Click here to see a rotated version of the photo.


These headphones belonged to James Kasper and came with the Space Spanner from ebay. Allied sold an antenna and a pair of headphones to augment the radio. I was hoping these would be the ones in the catalog.

Unfortunately, this headset doesn't even appear in the catalog.
These are CANNON-BALL "Empires."
Allied carried
CANNON-BALL "Master" and "Chief" headphones in 1957 and '58, but not "Empire."
These are the Allied brand headphones sold in the 1957 catalog next to the picture of the Space Spanner. They were $2 and rated at 2000 ohms.
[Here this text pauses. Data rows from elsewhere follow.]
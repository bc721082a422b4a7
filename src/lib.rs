pub mod cli;
pub mod commands;
pub mod config;
pub mod email;
pub mod provider;

pub use commands::{Command, CommandRegistry};
pub use config::AppConfig;
pub use email::{ConversationSynchronizer, SyncHandle};
//! Mail service backed by an exported inbox on disk.
//!
//! The export is either a JSON array of threads (`*.json`) or one thread
//! per line (`*.jsonl`). Line-delimited exports are decoded lazily while
//! streaming, so a corrupt line surfaces as a mid-stream failure after the
//! threads before it were delivered.

use super::{Account, MailError, MailResult, MailService};
use crate::email::{Draft, Message, Thread};
use async_trait::async_trait;
use chrono::Utc;
use futures::stream::{self, BoxStream, StreamExt};
use std::path::{Path, PathBuf};
use std::sync::atomic::{AtomicBool, Ordering};
use std::time::Duration;
use tokio::io::AsyncWriteExt;
use tracing::{debug, info, warn};

pub struct JsonMailService {
    account: Account,
    inbox_path: PathBuf,
    outbox_path: Option<PathBuf>,
    /// Pause between streamed threads, to mimic a slow provider
    stream_delay: Option<Duration>,
    authenticated: AtomicBool,
}

impl JsonMailService {
    pub fn new(account: Account, inbox_path: impl Into<PathBuf>) -> Self {
        Self {
            account,
            inbox_path: inbox_path.into(),
            outbox_path: None,
            stream_delay: None,
            authenticated: AtomicBool::new(false),
        }
    }

    pub fn with_outbox(mut self, path: impl Into<PathBuf>) -> Self {
        self.outbox_path = Some(path.into());
        self
    }

    pub fn with_stream_delay(mut self, delay: Duration) -> Self {
        self.stream_delay = Some(delay);
        self
    }

    pub fn inbox_path(&self) -> &Path {
        &self.inbox_path
    }

    pub fn is_authenticated(&self) -> bool {
        self.authenticated.load(Ordering::Acquire)
    }

    fn ensure_authenticated(&self) -> MailResult<()> {
        if self.is_authenticated() {
            Ok(())
        } else {
            Err(MailError::NotAuthenticated)
        }
    }

    fn is_line_delimited(&self) -> bool {
        self.inbox_path
            .extension()
            .map(|ext| ext.eq_ignore_ascii_case("jsonl"))
            .unwrap_or(false)
    }

    async fn read_export(&self) -> MailResult<String> {
        tokio::fs::read_to_string(&self.inbox_path).await.map_err(|e| {
            MailError::network(format!(
                "failed to read inbox export {}: {}",
                self.inbox_path.display(),
                e
            ))
        })
    }

    async fn load_inbox(&self) -> MailResult<Vec<Thread>> {
        let content = self.read_export().await?;
        if self.is_line_delimited() {
            parse_lines(&content).collect()
        } else {
            Ok(serde_json::from_str(&content)?)
        }
    }
}

fn parse_lines(content: &str) -> impl Iterator<Item = MailResult<Thread>> + '_ {
    content
        .lines()
        .filter(|line| !line.trim().is_empty())
        .map(|line| serde_json::from_str::<Thread>(line).map_err(MailError::from))
}

#[async_trait]
impl MailService for JsonMailService {
    async fn authenticate(&self) -> MailResult<Account> {
        if !tokio::fs::try_exists(&self.inbox_path).await? {
            return Err(MailError::authentication(format!(
                "no inbox export at {}",
                self.inbox_path.display()
            )));
        }

        self.authenticated.store(true, Ordering::Release);
        info!("Authenticated {} ({})", self.account.email, self.account.provider);

        let mut account = self.account.clone();
        account.authenticated_at = Some(Utc::now());
        Ok(account)
    }

    async fn restore_account(&self, account: &Account) -> MailResult<()> {
        if !account.email.eq_ignore_ascii_case(&self.account.email) {
            return Err(MailError::authentication(format!(
                "account {} does not belong to this service",
                account.email
            )));
        }

        self.authenticated.store(true, Ordering::Release);
        debug!("Restored account {}", account.email);
        Ok(())
    }

    async fn fetch_inbox(&self) -> MailResult<Vec<Thread>> {
        self.ensure_authenticated()?;
        let threads = self.load_inbox().await?;
        debug!("Fetched {} threads from {}", threads.len(), self.inbox_path.display());
        Ok(threads)
    }

    fn fetch_inbox_stream(&self) -> BoxStream<'_, MailResult<Thread>> {
        if let Err(e) = self.ensure_authenticated() {
            return stream::iter(vec![Err(e)]).boxed();
        }

        let delay = self.stream_delay;
        let line_delimited = self.is_line_delimited();

        stream::once(self.read_export())
            .flat_map(move |content| {
                let items: Vec<MailResult<Thread>> = match content {
                    Ok(content) if line_delimited => parse_lines(&content).collect(),
                    Ok(content) => match serde_json::from_str::<Vec<Thread>>(&content) {
                        Ok(threads) => threads.into_iter().map(Ok).collect(),
                        Err(e) => vec![Err(e.into())],
                    },
                    Err(e) => vec![Err(e)],
                };
                stream::iter(items)
            })
            .then(move |item| async move {
                if let Some(delay) = delay {
                    tokio::time::sleep(delay).await;
                }
                item
            })
            .boxed()
    }

    async fn fetch_message(&self, id: &str) -> MailResult<Option<Message>> {
        self.ensure_authenticated()?;
        let threads = self.load_inbox().await?;
        Ok(threads
            .into_iter()
            .flat_map(|t| t.messages.into_iter())
            .find(|m| m.id == id))
    }

    async fn send(&self, draft: &Draft) -> MailResult<()> {
        self.ensure_authenticated()?;

        if draft.to.is_empty() {
            return Err(MailError::send("draft has no recipients"));
        }

        let outbox = self
            .outbox_path
            .as_ref()
            .ok_or_else(|| MailError::send("no outbox configured"))?;

        let mut line = serde_json::to_string(draft)?;
        line.push('\n');

        let mut file = tokio::fs::OpenOptions::new()
            .create(true)
            .append(true)
            .open(outbox)
            .await
            .map_err(|e| {
                warn!("Failed to open outbox {}: {}", outbox.display(), e);
                MailError::send(e.to_string())
            })?;
        file.write_all(line.as_bytes()).await?;
        file.flush().await?;

        info!("Queued message {} to {}", draft.id, draft.to.join(", "));
        Ok(())
    }
}
impl ConversationSynchronizer {
    pub fn new(
        account: Account,
        service: Arc<dyn MailService>,
        store: Arc<dyn LocalStore>,
        mut options: SyncOptions,
    ) -> Self {
        if options.poll_interval < MIN_POLL_INTERVAL {
            warn!(
                "Poll interval {:?} for {} is below {:?}, clamping",
                options.poll_interval, account.email, MIN_POLL_INTERVAL
            );
            options.poll_interval = MIN_POLL_INTERVAL;
        }

        let (state_tx, _) = watch::channel(SyncState::default());
        Self {
            account,
            service,
            store,
            options,
            threads: Mutex::new(Vec::new()),
            prefs: RwLock::new(Preferences::default()),
            in_flight: AtomicBool::new(false),
            state_tx,
        }
    }

    pub fn account(&self) -> &Account {
        &self.account
    }

    pub fn options(&self) -> &SyncOptions {
        &self.options
    }

    fn account_key(&self) -> &str {
        self.account.store_key()
    }

    /// Receiver that observes every published state change
    pub fn subscribe(&self) -> watch::Receiver<SyncState> {
        self.state_tx.subscribe()
    }

    pub fn snapshot(&self) -> SyncState {
        self.state_tx.borrow().clone()
    }

    pub fn conversations(&self) -> Arc<Vec<Conversation>> {
        Arc::clone(&self.state_tx.borrow().conversations)
    }

    pub fn is_loading(&self) -> bool {
        self.in_flight.load(Ordering::Acquire)
    }

    /// Seed the working cache and preferences from the local store and
    /// publish the grouped result, without touching the network.
    pub async fn load_cached(&self) -> SyncResult<usize> {
        let key = self.account_key();
        let cached = self.store.fetch_threads(key).await?;
        let pinned = self.store.pinned_conversations(key).await?;
        let promoted = self.store.promoted_threads(key).await?;
        let last_sync = self.store.get_last_sync_date(key).await?;

        {
            let mut prefs = self.prefs.write().await;
            prefs.pinned = pinned;
            prefs.promoted = promoted;
        }

        let count = {
            let mut threads = self.threads.lock().await;
            for thread in cached {
                merge_thread(&mut threads, thread);
            }
            threads.len()
        };

        self.state_tx.send_modify(|state| state.last_synced_at = last_sync);
        self.regroup().await;

        info!("Loaded {} cached threads for {}", count, key);
        Ok(count)
    }

    /// Incremental sync pass. Dropped when a pass is already running.
    pub async fn refresh(&self) -> SyncResult<SyncOutcome> {
        self.run_pass(false).await
    }

    /// Discard the working thread cache and fetch everything again
    pub async fn reload(&self) -> SyncResult<SyncOutcome> {
        self.run_pass(true).await
    }

    fn try_begin(&self) -> Option<InFlightGuard<'_>> {
        self.in_flight
            .compare_exchange(false, true, Ordering::AcqRel, Ordering::Acquire)
            .ok()?;

        self.state_tx.send_modify(|state| state.is_loading = true);
        Some(InFlightGuard { sync: self })
    }

    async fn run_pass(&self, discard_cache: bool) -> SyncResult<SyncOutcome> {
        let Some(_guard) = self.try_begin() else {
            debug!("Sync already in flight for {}, dropping trigger", self.account_key());
            return Ok(SyncOutcome::Skipped);
        };

        if discard_cache {
            self.threads.lock().await.clear();
            info!("Discarded working thread cache for {}", self.account_key());
        }

        let result = match self.options.fetch_mode {
            FetchMode::Batch => self.fetch_batch().await,
            FetchMode::Streaming => self.fetch_streaming().await,
        };

        match result {
            Ok(threads) => {
                let now = Utc::now();
                if let Err(e) = self.store.update_last_sync_date(now, self.account_key()).await {
                    let e = SyncError::from(e);
                    self.publish_error(&e);
                    return Err(e);
                }

                let conversations = self.state_tx.borrow().conversations.len();
                self.state_tx.send_modify(|state| {
                    state.error = None;
                    state.last_synced_at = Some(now);
                });

                info!(
                    "Synced {}: {} threads, {} conversations",
                    self.account_key(),
                    threads,
                    conversations
                );
                Ok(SyncOutcome::Completed { threads, conversations })
            }
            Err(e) => {
                self.publish_error(&e);
                Err(e)
            }
        }
    }

    /// Whole inbox or nothing. Returns the number of threads fetched.
    async fn fetch_batch(&self) -> SyncResult<usize> {
        let fetched = self.service.fetch_inbox().await?;
        let count = fetched.len();

        let mut store_error = None;
        for thread in &fetched {
            if let Err(e) = self.persist(thread).await {
                store_error.get_or_insert(e);
            }
        }

        {
            let mut threads = self.threads.lock().await;
            for thread in fetched {
                merge_thread(&mut threads, thread);
            }
        }
        self.regroup_with_progress().await;

        match store_error {
            Some(e) => Err(e.into()),
            None => Ok(count),
        }
    }

    /// Merge and republish one thread at a time. On failure everything
    /// merged so far stays in place.
    async fn fetch_streaming(&self) -> SyncResult<usize> {
        let mut stream = self.service.fetch_inbox_stream();
        let mut count = 0;
        let mut store_error = None;

        while let Some(item) = stream.next().await {
            let thread = item?;

            if let Err(e) = self.persist(&thread).await {
                store_error.get_or_insert(e);
            }

            merge_thread(&mut *self.threads.lock().await, thread);
            count += 1;
            self.regroup_with_progress().await;
        }

        match store_error {
            Some(e) => Err(e.into()),
            None => Ok(count),
        }
    }

    async fn persist(&self, thread: &Thread) -> Result<(), StoreError> {
        self.store
            .save_thread(thread, self.account_key())
            .await
            .map_err(|e| {
                warn!("Failed to cache thread {} for {}: {}", thread.id, self.account_key(), e);
                e
            })
    }

    fn publish_error(&self, e: &SyncError) {
        let message = match e {
            SyncError::Mail(mail) if mail.is_auth_error() => {
                format!("Sign in again to {}: {}", self.account.email, mail)
            }
            other => other.to_string(),
        };

        match e {
            SyncError::Mail(mail) if mail.is_transient() => {
                warn!("Sync failed for {}, retrying next poll: {}", self.account_key(), message)
            }
            _ => error!("Sync failed for {}: {}", self.account_key(), message),
        }
        self.state_tx.send_modify(|state| state.error = Some(message));
    }

    async fn grouping_context(&self) -> GroupingContext {
        let prefs = self.prefs.read().await;
        GroupingContext {
            own_address: self.account.email.clone(),
            promoted_threads: prefs.promoted.clone(),
            pinned_conversations: prefs.pinned.clone(),
        }
    }

    async fn build_conversations(&self) -> Vec<Conversation> {
        let ctx = self.grouping_context().await;
        let threads = self.threads.lock().await;
        group_conversations(&threads, &ctx)
    }

    /// Rebuild and atomically replace the published conversation list
    pub async fn regroup(&self) {
        let conversations = Arc::new(self.build_conversations().await);
        self.state_tx.send_modify(|state| state.conversations = conversations);
    }

    async fn regroup_with_progress(&self) {
        let conversations = Arc::new(self.build_conversations().await);
        let progress = format!("Loading {} conversations...", conversations.len());
        self.state_tx.send_modify(|state| {
            state.conversations = conversations;
            state.progress = Some(progress);
        });
    }

    pub async fn pin(&self, conversation_id: &str) -> SyncResult<()> {
        self.set_pinned(conversation_id, true).await
    }

    pub async fn unpin(&self, conversation_id: &str) -> SyncResult<()> {
        self.set_pinned(conversation_id, false).await
    }

    async fn set_pinned(&self, conversation_id: &str, pinned: bool) -> SyncResult<()> {
        self.store
            .set_pinned(conversation_id, pinned, self.account_key())
            .await?;
        {
            let mut prefs = self.prefs.write().await;
            if pinned {
                prefs.pinned.insert(conversation_id.to_string());
            } else {
                prefs.pinned.remove(conversation_id);
            }
        }
        self.regroup().await;
        Ok(())
    }

    pub async fn promote_thread(&self, thread_id: &str) -> SyncResult<()> {
        self.set_promoted(thread_id, true).await
    }

    pub async fn demote_thread(&self, thread_id: &str) -> SyncResult<()> {
        self.set_promoted(thread_id, false).await
    }

    async fn set_promoted(&self, thread_id: &str, promoted: bool) -> SyncResult<()> {
        self.store
            .set_promoted(thread_id, promoted, self.account_key())
            .await?;
        {
            let mut prefs = self.prefs.write().await;
            if promoted {
                prefs.promoted.insert(thread_id.to_string());
            } else {
                prefs.promoted.remove(thread_id);
            }
        }
        self.regroup().await;
        Ok(())
    }

    pub fn select_conversation(&self, conversation_id: Option<String>) {
        self.state_tx
            .send_modify(|state| state.selected_conversation = conversation_id);
    }

    /// Mark every unread message of a conversation as read. Returns how many
    /// messages changed.
    pub async fn mark_conversation_read(&self, conversation_id: &str) -> SyncResult<usize> {
        let unread: Vec<String> = self
            .conversations()
            .iter()
            .filter(|c| c.id == conversation_id)
            .flat_map(|c| c.messages.iter())
            .filter(|m| !m.is_read)
            .map(|m| m.id.clone())
            .collect();

        for id in &unread {
            self.store.update_read_status(id, true, self.account_key()).await?;
        }

        {
            let mut threads = self.threads.lock().await;
            for message in threads.iter_mut().flat_map(|t| t.messages.iter_mut()) {
                if unread.contains(&message.id) {
                    message.is_read = true;
                }
            }
        }

        self.regroup().await;
        debug!("Marked {} messages read in {}", unread.len(), conversation_id);
        Ok(unread.len())
    }

    pub async fn set_message_archived(&self, message_id: &str, archived: bool) -> SyncResult<()> {
        self.store
            .update_archive_status(message_id, archived, self.account_key())
            .await?;

        {
            let mut threads = self.threads.lock().await;
            if let Some(message) = threads
                .iter_mut()
                .flat_map(|t| t.messages.iter_mut())
                .find(|m| m.id == message_id)
            {
                message.is_archived = archived;
            }
        }

        self.regroup().await;
        Ok(())
    }

    /// Threads in the local store whose subject contains `query`
    pub async fn search(&self, query: &str) -> SyncResult<Vec<Thread>> {
        Ok(self.store.search_threads(query, self.account_key()).await?)
    }

    /// Drop this account's cached mail, in memory and on disk
    pub async fn clear_cache(&self) -> SyncResult<()> {
        self.store.clear_cache(self.account_key()).await?;
        self.threads.lock().await.clear();
        self.state_tx.send_modify(|state| state.last_synced_at = None);
        self.regroup().await;
        Ok(())
    }
}
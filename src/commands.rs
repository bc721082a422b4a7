//! Command palette registry: user-invokable actions keyed by id.

use serde::{Deserialize, Serialize};
use std::collections::HashMap;
use std::fmt;

/// Grouping used when listing commands
#[derive(Debug, Clone, Copy, PartialEq, Eq, Hash, Serialize, Deserialize)]
pub enum CommandCategory {
    Mail,
    Conversations,
    Sync,
    Account,
}

impl fmt::Display for CommandCategory {
    fn fmt(&self, f: &mut fmt::Formatter<'_>) -> fmt::Result {
        match self {
            CommandCategory::Mail => write!(f, "Mail"),
            CommandCategory::Conversations => write!(f, "Conversations"),
            CommandCategory::Sync => write!(f, "Sync"),
            CommandCategory::Account => write!(f, "Account"),
        }
    }
}

#[derive(Debug, Clone, PartialEq, Eq, Serialize, Deserialize)]
pub struct Command {
    pub id: String,
    pub title: String,
    pub category: CommandCategory,
    #[serde(default)]
    pub keywords: Vec<String>,
    #[serde(default)]
    pub shortcut: Option<String>,
}

impl Command {
    pub fn new(id: impl Into<String>, title: impl Into<String>, category: CommandCategory) -> Self {
        Self {
            id: id.into(),
            title: title.into(),
            category,
            keywords: Vec::new(),
            shortcut: None,
        }
    }

    pub fn with_keywords(mut self, keywords: &[&str]) -> Self {
        self.keywords = keywords.iter().map(|k| k.to_string()).collect();
        self
    }

    pub fn with_shortcut(mut self, shortcut: impl Into<String>) -> Self {
        self.shortcut = Some(shortcut.into());
        self
    }

    /// `needle` must already be lowercase
    fn matches(&self, needle: &str) -> bool {
        self.title.to_lowercase().contains(needle)
            || self.id.to_lowercase().contains(needle)
            || self.keywords.iter().any(|k| k.to_lowercase().contains(needle))
    }
}

#[derive(Debug, Clone, Default)]
pub struct CommandRegistry {
    commands: HashMap<String, Command>,
}

impl CommandRegistry {
    pub fn new() -> Self {
        Self::default()
    }

    /// Registry populated with the mail client's built-in actions
    pub fn with_defaults() -> Self {
        let mut registry = Self::new();

        let defaults = [
            Command::new("mail.compose", "Compose Message", CommandCategory::Mail)
                .with_keywords(&["new", "write", "draft", "send"])
                .with_shortcut("c"),
            Command::new("mail.reply", "Reply", CommandCategory::Mail)
                .with_keywords(&["respond", "answer"])
                .with_shortcut("r"),
            Command::new("mail.mark_read", "Mark Conversation as Read", CommandCategory::Mail)
                .with_keywords(&["seen", "unread"]),
            Command::new("mail.archive", "Archive Message", CommandCategory::Mail)
                .with_keywords(&["done", "remove", "hide"])
                .with_shortcut("e"),
            Command::new("mail.search", "Search Mail", CommandCategory::Mail)
                .with_keywords(&["find", "filter", "subject"])
                .with_shortcut("/"),
            Command::new("conversation.pin", "Pin Conversation", CommandCategory::Conversations)
                .with_keywords(&["favorite", "top", "star"]),
            Command::new("conversation.unpin", "Unpin Conversation", CommandCategory::Conversations)
                .with_keywords(&["favorite", "top", "star"]),
            Command::new("conversation.promote", "Promote Thread to Topic", CommandCategory::Conversations)
                .with_keywords(&["topic", "split", "thread"]),
            Command::new("conversation.demote", "Merge Topic Back", CommandCategory::Conversations)
                .with_keywords(&["topic", "join", "thread"]),
            Command::new("sync.refresh", "Check for New Mail", CommandCategory::Sync)
                .with_keywords(&["fetch", "poll", "update"])
                .with_shortcut("Ctrl+R"),
            Command::new("sync.reload", "Reload Inbox", CommandCategory::Sync)
                .with_keywords(&["refetch", "full", "refresh"]),
            Command::new("sync.clear_cache", "Clear Local Cache", CommandCategory::Sync)
                .with_keywords(&["reset", "delete", "storage"]),
            Command::new("account.sign_in", "Sign In", CommandCategory::Account)
                .with_keywords(&["login", "authenticate", "gmail", "outlook"]),
            Command::new("account.switch", "Switch Account", CommandCategory::Account)
                .with_keywords(&["profile", "mailbox"]),
        ];

        for command in defaults {
            registry.register(command);
        }
        registry
    }

    /// Insert or replace the command with the same id. Returns the replaced one.
    pub fn register(&mut self, command: Command) -> Option<Command> {
        self.commands.insert(command.id.clone(), command)
    }

    pub fn unregister(&mut self, id: &str) -> Option<Command> {
        self.commands.remove(id)
    }

    pub fn get(&self, id: &str) -> Option<&Command> {
        self.commands.get(id)
    }

    pub fn len(&self) -> usize {
        self.commands.len()
    }

    pub fn is_empty(&self) -> bool {
        self.commands.is_empty()
    }

    /// Case-insensitive match on title, id or keywords, ordered by title.
    /// A blank query returns every command.
    pub fn search(&self, query: &str) -> Vec<&Command> {
        let needle = query.trim().to_lowercase();

        let mut results: Vec<&Command> = self
            .commands
            .values()
            .filter(|c| needle.is_empty() || c.matches(&needle))
            .collect();

        results.sort_by(|a, b| a.title.cmp(&b.title).then_with(|| a.id.cmp(&b.id)));
        results
    }

    /// Commands grouped by category, each group ordered by title
    pub fn by_category(&self) -> Vec<(CommandCategory, Vec<&Command>)> {
        let mut groups: HashMap<CommandCategory, Vec<&Command>> = HashMap::new();
        for command in self.search("") {
            groups.entry(command.category).or_default().push(command);
        }

        let order = [
            CommandCategory::Mail,
            CommandCategory::Conversations,
            CommandCategory::Sync,
            CommandCategory::Account,
        ];
        order
            .into_iter()
            .filter_map(|category| groups.remove(&category).map(|cmds| (category, cmds)))
            .collect()
    }
}

#[cfg(test)]
mod tests {
    use super::*;

    #[test]
    fn test_defaults_present() {
        let registry = CommandRegistry::with_defaults();
        assert!(!registry.is_empty());

        let compose = registry.get("mail.compose").unwrap();
        assert_eq!(compose.title, "Compose Message");
        assert_eq!(compose.shortcut.as_deref(), Some("c"));
    }

    #[test]
    fn test_register_and_unregister() {
        let mut registry = CommandRegistry::new();
        assert!(registry.register(Command::new("x.one", "One", CommandCategory::Mail)).is_none());

        let replaced = registry.register(Command::new("x.one", "Uno", CommandCategory::Mail));
        assert_eq!(replaced.unwrap().title, "One");
        assert_eq!(registry.len(), 1);
        assert_eq!(registry.get("x.one").unwrap().title, "Uno");

        assert!(registry.unregister("x.one").is_some());
        assert!(registry.unregister("x.one").is_none());
        assert!(registry.get("x.one").is_none());
    }

    #[test]
    fn test_search_matches_title_id_and_keywords() {
        let registry = CommandRegistry::with_defaults();

        let by_title: Vec<_> = registry.search("ARCHIVE").iter().map(|c| c.id.as_str()).collect();
        assert_eq!(by_title, vec!["mail.archive"]);

        let by_keyword: Vec<_> = registry.search("login").iter().map(|c| c.id.as_str()).collect();
        assert_eq!(by_keyword, vec!["account.sign_in"]);

        let by_id: Vec<_> = registry.search("sync.").iter().map(|c| c.id.as_str()).collect();
        assert_eq!(by_id.len(), 3);

        assert!(registry.search("no-such-thing").is_empty());
    }

    #[test]
    fn test_search_blank_returns_all_sorted() {
        let registry = CommandRegistry::with_defaults();
        let all = registry.search("   ");
        assert_eq!(all.len(), registry.len());

        let titles: Vec<_> = all.iter().map(|c| c.title.as_str()).collect();
        let mut sorted = titles.clone();
        sorted.sort();
        assert_eq!(titles, sorted);
    }

    #[test]
    fn test_by_category() {
        let registry = CommandRegistry::with_defaults();
        let groups = registry.by_category();
        assert_eq!(groups[0].0, CommandCategory::Mail);
        let total: usize = groups.iter().map(|(_, cmds)| cmds.len()).sum();
        assert_eq!(total, registry.len());
    }
}
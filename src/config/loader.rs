//! Configuration loading from disk.

use std::fs;
use std::path::Path;

use thiserror::Error;

use crate::config::schema::KernelConfig;
use crate::config::validation::{validate_config, ValidationError};

/// Error type for configuration loading.
#[derive(Debug, Error)]
pub enum ConfigError {
    #[error("IO error: {0}")]
    Io(#[from] std::io::Error),

    #[error("Parse error: {0}")]
    Parse(#[from] toml::de::Error),

    #[error("Validation failed: {}", join(.0))]
    Validation(Vec<ValidationError>),
}

fn join(errors: &[ValidationError]) -> String {
    errors
        .iter()
        .map(ToString::to_string)
        .collect::<Vec<_>>()
        .join(", ")
}

/// Load and validate configuration from a TOML file.
pub fn load_config(path: &Path) -> Result<KernelConfig, ConfigError> {
    let content = fs::read_to_string(path)?;
    parse_config(&content)
}

/// Parse and validate configuration from TOML text.
pub fn parse_config(content: &str) -> Result<KernelConfig, ConfigError> {
    let config: KernelConfig = toml::from_str(content)?;
    validate_config(&config).map_err(ConfigError::Validation)?;
    Ok(config)
}

#[cfg(test)]
mod tests {
    use super::*;
    use std::io::Write;

    #[test]
    fn test_load_from_file() {
        let mut file = tempfile::NamedTempFile::new().unwrap();
        writeln!(file, "[kernel]\ndb_name = \"erp\"\nlang = \"es_ES\"").unwrap();

        let config = load_config(file.path()).unwrap();
        assert_eq!(config.kernel.db_name, "erp");
        assert_eq!(config.kernel.lang, "es_ES");
    }

    #[test]
    fn test_missing_file_is_io_error() {
        let err = load_config(Path::new("/definitely/not/here.toml")).unwrap_err();
        assert!(matches!(err, ConfigError::Io(_)));
    }

    #[test]
    fn test_invalid_values_are_rejected() {
        let err = parse_config("[kernel]\nroute = \"erp\"").unwrap_err();
        match err {
            ConfigError::Validation(errors) => assert_eq!(errors.len(), 1),
            other => panic!("unexpected error: {other}"),
        }
    }

    #[test]
    fn test_syntax_error_is_parse_error() {
        let err = parse_config("[kernel\n").unwrap_err();
        assert!(matches!(err, ConfigError::Parse(_)));
        assert!(err.to_string().starts_with("Parse error"));
    }
}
An upgrade to a CANNON-BALL "Chief" or "Master" would cost 22 or 44 more.


Why do so many Space Spanners have a missing knob on the antenna tune control? (pictures from the Internet)
One of the manuals shows the knob missing, but the parts list shows FOUR knobs were included.
On the left is a photo of the antenna tune control before I cleaned the front panel. From the mark on the panel, it is obvious that it once had a knob, and the knob came into contact with the front panel. On the right is the answer to the mystery, one of the greatest mysteries of the 20th Century. It's on par with Billy Shepherd replacing Paul McCartney.

The mystery has been solved! See that backed out set screw in the picture on the right? It's the answer.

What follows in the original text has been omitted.